NaegleLab / CoDIAC

GNU General Public License v3.0
0 stars 0 forks source link

Unmodeled regions returned as domains in PDB reference csv file #49

Open alekhyaa2 opened 2 months ago

alekhyaa2 commented 2 months ago

Is your feature request related to a problem? Please describe. Some of the PIK3R1 PDB structures are in complex with PIK3CA. PIK3CA and PIK3R1 are chains A and B respectively. PIK3R1_B is crystalized from 322-600 but 322-441 is an unmodeled region. This is sequence range also encodes a SH2 domain. In our PDB reference file, the SH2 domain is encoded because it lies within the crystalized range of the structure but since it is unmodeled the structure does not actually have the domain within it.

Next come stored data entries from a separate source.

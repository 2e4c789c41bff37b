//! Decision-tree classifier over boolean attribute vectors.
//!
//! CART with Gini impurity and a best-split search over every attribute.
//! Every entity is its own class, so a fully grown tree reaches 100% training
//! accuracy unless two entities share an identical vector.
//!
//! Tie-breaking between equally good splits depends on the order attributes
//! are visited at each node. That order is shuffled by a seeded `StdRng`, so
//! a fixed seed always yields the same tree, the same importances, and
//! therefore the same question ranking.

use crate::catalog::Catalog;
use crate::error::{GuessError, Result};
use rand::rngs::StdRng;
use rand::seq::SliceRandom;
use rand::SeedableRng;
use serde::{Deserialize, Serialize};
use std::collections::HashMap;
use tracing::{info, warn};

/// Tree-building parameters
#[derive(Debug, Clone, PartialEq, Serialize, Deserialize)]
pub struct ModelConfig {
    /// Seed for the per-node attribute shuffle
    #[serde(default = "default_seed")]
    pub seed: u64,

    /// Maximum tree depth (None = grow until pure)
    #[serde(default)]
    pub max_depth: Option<usize>,

    /// Minimum samples a node needs to be split
    #[serde(default = "default_min_samples_split")]
    pub min_samples_split: usize,

    /// Minimum samples on each side of a split
    #[serde(default = "default_min_samples_leaf")]
    pub min_samples_leaf: usize,
}

fn default_seed() -> u64 {
    42
}

fn default_min_samples_split() -> usize {
    2
}

fn default_min_samples_leaf() -> usize {
    1
}

impl Default for ModelConfig {
    fn default() -> Self {
        Self {
            seed: default_seed(),
            max_depth: None,
            min_samples_split: default_min_samples_split(),
            min_samples_leaf: default_min_samples_leaf(),
        }
    }
}

/// Result of a single prediction
#[derive(Debug, Clone, PartialEq, Serialize, Deserialize)]
pub struct Prediction {
    /// Most probable entity
    pub label: String,
    /// Probability of the label
    pub confidence: f64,
    /// One probability per entity, in catalog order
    pub probabilities: Vec<f64>,
}

/// Training-set evaluation
#[derive(Debug, Clone, Default, PartialEq, Serialize, Deserialize)]
pub struct TrainingReport {
    pub entities: usize,
    pub attributes: usize,
    pub accuracy: f64,
    /// (true name, predicted name) for every misclassified entity
    pub misclassified: Vec<(String, String)>,
    /// Groups of entities sharing an identical attribute vector
    pub indistinguishable: Vec<Vec<String>>,
    pub depth: usize,
    pub leaves: usize,
}

impl TrainingReport {
    pub fn is_perfect(&self) -> bool {
        self.misclassified.is_empty()
    }
}

#[derive(Debug, Clone)]
enum Node {
    Leaf {
        /// Class distribution, normalized
        distribution: Vec<f64>,
    },
    Split {
        attribute: usize,
        /// Branch taken when the attribute is false
        when_false: usize,
        /// Branch taken when the attribute is true
        when_true: usize,
    },
}

#[derive(Debug, Clone)]
struct Tree {
    nodes: Vec<Node>,
    attributes: Vec<String>,
    classes: Vec<String>,
    class_index: HashMap<String, usize>,
    importances: Vec<f64>,
    depth: usize,
}

/// Trained (or not yet trained) classifier
#[derive(Debug, Clone, Default)]
pub struct Classifier {
    config: ModelConfig,
    tree: Option<Tree>,
}

impl Classifier {
    /// An untrained model; `fit` must run before any prediction
    pub fn untrained(config: ModelConfig) -> Self {
        Self { config, tree: None }
    }

    /// Train a model on the whole catalog
    pub fn train(catalog: &Catalog, config: ModelConfig) -> Result<Self> {
        let mut model = Self::untrained(config);
        model.fit(catalog)?;
        Ok(model)
    }

    pub fn config(&self) -> &ModelConfig {
        &self.config
    }

    pub fn is_trained(&self) -> bool {
        self.tree.is_some()
    }

    /// Fit the tree on every catalog entity
    pub fn fit(&mut self, catalog: &Catalog) -> Result<()> {
        if catalog.is_empty() {
            return Err(GuessError::Data("cannot train on an empty catalog".to_string()));
        }
        if self.config.min_samples_leaf == 0 || self.config.min_samples_split < 2 {
            return Err(GuessError::Data(format!(
                "invalid tree parameters: min_samples_leaf={} min_samples_split={}",
                self.config.min_samples_leaf, self.config.min_samples_split
            )));
        }

        let mut builder = Builder {
            config: &self.config,
            rows: catalog.entities().iter().map(|e| e.values.as_slice()).collect(),
            n_classes: catalog.len(),
            n_attributes: catalog.attributes().len(),
            rng: StdRng::seed_from_u64(self.config.seed),
            nodes: Vec::new(),
            raw_importance: vec![0.0; catalog.attributes().len()],
            depth: 0,
        };
        let samples: Vec<usize> = (0..catalog.len()).collect();
        builder.grow(&samples, 0);

        let total: f64 = builder.raw_importance.iter().sum();
        let importances = if total > 0.0 {
            builder.raw_importance.iter().map(|w| w / total).collect()
        } else {
            builder.raw_importance.clone()
        };

        let classes: Vec<String> = catalog.entities().iter().map(|e| e.name.clone()).collect();
        let class_index = classes
            .iter()
            .enumerate()
            .map(|(i, name)| (name.clone(), i))
            .collect();

        self.tree = Some(Tree {
            nodes: builder.nodes,
            attributes: catalog.attributes().to_vec(),
            classes,
            class_index,
            importances,
            depth: builder.depth,
        });

        let report = self.evaluate(catalog)?;
        info!(
            "Trained decision tree: {} entities, {} leaves, depth {}, accuracy {:.2}%",
            report.entities,
            report.leaves,
            report.depth,
            report.accuracy * 100.0
        );
        if !report.is_perfect() {
            warn!(
                "Model cannot tell {} entities apart; add attributes to separate them",
                report.misclassified.len()
            );
            for group in &report.indistinguishable {
                warn!("Identical attribute vectors: {}", group.join(", "));
            }
        }
        Ok(())
    }

    fn tree(&self) -> Result<&Tree> {
        self.tree.as_ref().ok_or(GuessError::NotReady)
    }

    /// Predict the most likely entity for an attribute vector
    pub fn predict(&self, vector: &[bool]) -> Result<Prediction> {
        let tree = self.tree()?;
        if vector.len() != tree.attributes.len() {
            return Err(GuessError::Data(format!(
                "expected {} attribute values, got {}",
                tree.attributes.len(),
                vector.len()
            )));
        }

        let mut idx = 0;
        let distribution = loop {
            match &tree.nodes[idx] {
                Node::Leaf { distribution } => break distribution,
                Node::Split {
                    attribute,
                    when_false,
                    when_true,
                } => idx = if vector[*attribute] { *when_true } else { *when_false },
            }
        };

        let (best, confidence) = argmax(distribution);
        Ok(Prediction {
            label: tree.classes[best].clone(),
            confidence,
            probabilities: distribution.clone(),
        })
    }

    /// Probability the model assigns to a named entity
    pub fn probability_of(&self, prediction: &Prediction, name: &str) -> Option<f64> {
        let tree = self.tree.as_ref()?;
        tree.class_index
            .get(name)
            .and_then(|&i| prediction.probabilities.get(i))
            .copied()
    }

    /// Attribute importances, highest first (ties keep catalog order)
    pub fn feature_importance(&self) -> Result<Vec<(String, f64)>> {
        let tree = self.tree()?;
        let mut ranked: Vec<(String, f64)> = tree
            .attributes
            .iter()
            .cloned()
            .zip(tree.importances.iter().copied())
            .collect();
        ranked.sort_by(|a, b| b.1.total_cmp(&a.1));
        Ok(ranked)
    }

    /// Evaluate the model against the catalog it was trained on
    pub fn evaluate(&self, catalog: &Catalog) -> Result<TrainingReport> {
        let tree = self.tree()?;
        let mut misclassified = Vec::new();
        for entity in catalog.entities() {
            let prediction = self.predict(&entity.values)?;
            if prediction.label != entity.name {
                misclassified.push((entity.name.clone(), prediction.label));
            }
        }

        let mut groups: HashMap<&[bool], Vec<String>> = HashMap::new();
        let mut order: Vec<&[bool]> = Vec::new();
        for entity in catalog.entities() {
            let key = entity.values.as_slice();
            let group = groups.entry(key).or_default();
            if group.is_empty() {
                order.push(key);
            }
            group.push(entity.name.clone());
        }
        let indistinguishable = order
            .into_iter()
            .filter_map(|key| groups.remove(key))
            .filter(|group| group.len() > 1)
            .collect();

        let entities = catalog.len();
        Ok(TrainingReport {
            entities,
            attributes: catalog.attributes().len(),
            accuracy: (entities - misclassified.len()) as f64 / entities as f64,
            misclassified,
            indistinguishable,
            depth: tree.depth,
            leaves: tree.nodes.iter().filter(|n| matches!(n, Node::Leaf { .. })).count(),
        })
    }
}

/// First index holding the maximum value
fn argmax(values: &[f64]) -> (usize, f64) {
    let mut best = (0, f64::NEG_INFINITY);
    for (i, &v) in values.iter().enumerate() {
        if v > best.1 {
            best = (i, v);
        }
    }
    best
}

fn gini(counts: &[usize], total: usize) -> f64 {
    if total == 0 {
        return 0.0;
    }
    let total = total as f64;
    1.0 - counts
        .iter()
        .map(|&c| {
            let p = c as f64 / total;
            p * p
        })
        .sum::<f64>()
}

struct Builder<'a> {
    config: &'a ModelConfig,
    rows: Vec<&'a [bool]>,
    n_classes: usize,
    n_attributes: usize,
    rng: StdRng,
    nodes: Vec<Node>,
    raw_importance: Vec<f64>,
    depth: usize,
}

struct SplitChoice {
    attribute: usize,
    improvement: f64,
    when_false: Vec<usize>,
    when_true: Vec<usize>,
}

impl<'a> Builder<'a> {
    fn class_counts(&self, samples: &[usize]) -> Vec<usize> {
        let mut counts = vec![0; self.n_classes];
        for &s in samples {
            // entity i is class i
            counts[s] += 1;
        }
        counts
    }

    /// Grow a subtree and return its node index
    fn grow(&mut self, samples: &[usize], depth: usize) -> usize {
        self.depth = self.depth.max(depth);
        let counts = self.class_counts(samples);
        let impurity = gini(&counts, samples.len());

        let at_depth_limit = self.config.max_depth.map_or(false, |max| depth >= max);
        let split = if impurity <= f64::EPSILON
            || samples.len() < self.config.min_samples_split
            || at_depth_limit
        {
            None
        } else {
            self.best_split(samples, impurity)
        };

        let Some(split) = split else {
            let n = samples.len() as f64;
            self.nodes.push(Node::Leaf {
                distribution: counts.iter().map(|&c| c as f64 / n).collect(),
            });
            return self.nodes.len() - 1;
        };

        self.raw_importance[split.attribute] += split.improvement;

        // reserve the slot so the parent precedes its children
        let idx = self.nodes.len();
        self.nodes.push(Node::Leaf { distribution: Vec::new() });
        let when_false = self.grow(&split.when_false, depth + 1);
        let when_true = self.grow(&split.when_true, depth + 1);
        self.nodes[idx] = Node::Split {
            attribute: split.attribute,
            when_false,
            when_true,
        };
        idx
    }

    fn best_split(&mut self, samples: &[usize], impurity: f64) -> Option<SplitChoice> {
        let mut order: Vec<usize> = (0..self.n_attributes).collect();
        order.shuffle(&mut self.rng);

        let total = self.rows.len() as f64;
        let n = samples.len();
        let mut best: Option<SplitChoice> = None;

        for attribute in order {
            let (when_true, when_false): (Vec<usize>, Vec<usize>) =
                samples.iter().partition(|&&s| self.rows[s][attribute]);
            if when_true.len() < self.config.min_samples_leaf
                || when_false.len() < self.config.min_samples_leaf
            {
                continue;
            }

            let gini_true = gini(&self.class_counts(&when_true), when_true.len());
            let gini_false = gini(&self.class_counts(&when_false), when_false.len());
            let weighted_children = (when_true.len() as f64 * gini_true
                + when_false.len() as f64 * gini_false)
                / n as f64;
            let improvement = n as f64 / total * (impurity - weighted_children);

            if best.as_ref().map_or(true, |b| improvement > b.improvement) {
                best = Some(SplitChoice {
                    attribute,
                    improvement,
                    when_false,
                    when_true,
                });
            }
        }
        best
    }
}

So, while trying to look at RMSDs between SH2 domains, I found that the SH2 domain is missing from these PIK3R complexes. (PDB IDs: 2RD0, 5M6U, 4A55)

Below is the image of PIK3R1 chain B of 2RD0 PDB structure (which are two helices).

Screenshot 2024-04-16 at 11 44 18 PM

Below is a 5SXF chain B that has two helices and partially modeled SH2 domain.

Screenshot 2024-04-17 at 12 02 06 AM

Tasks

Include specific tasks in the order they need to be done in. Include links to specific lines of code where the task should happen at.

alekhyaa2 commented 2 months ago
Screenshot 2024-04-17 at 12 12 24 AM

Here is a screenshot of the PDB entries

knaegle commented 1 month ago

Update on conversation - we would like this to come directly from PDB API and not an extraction from CIF files. Web interface suggests unmodeled regions can be pulled from API.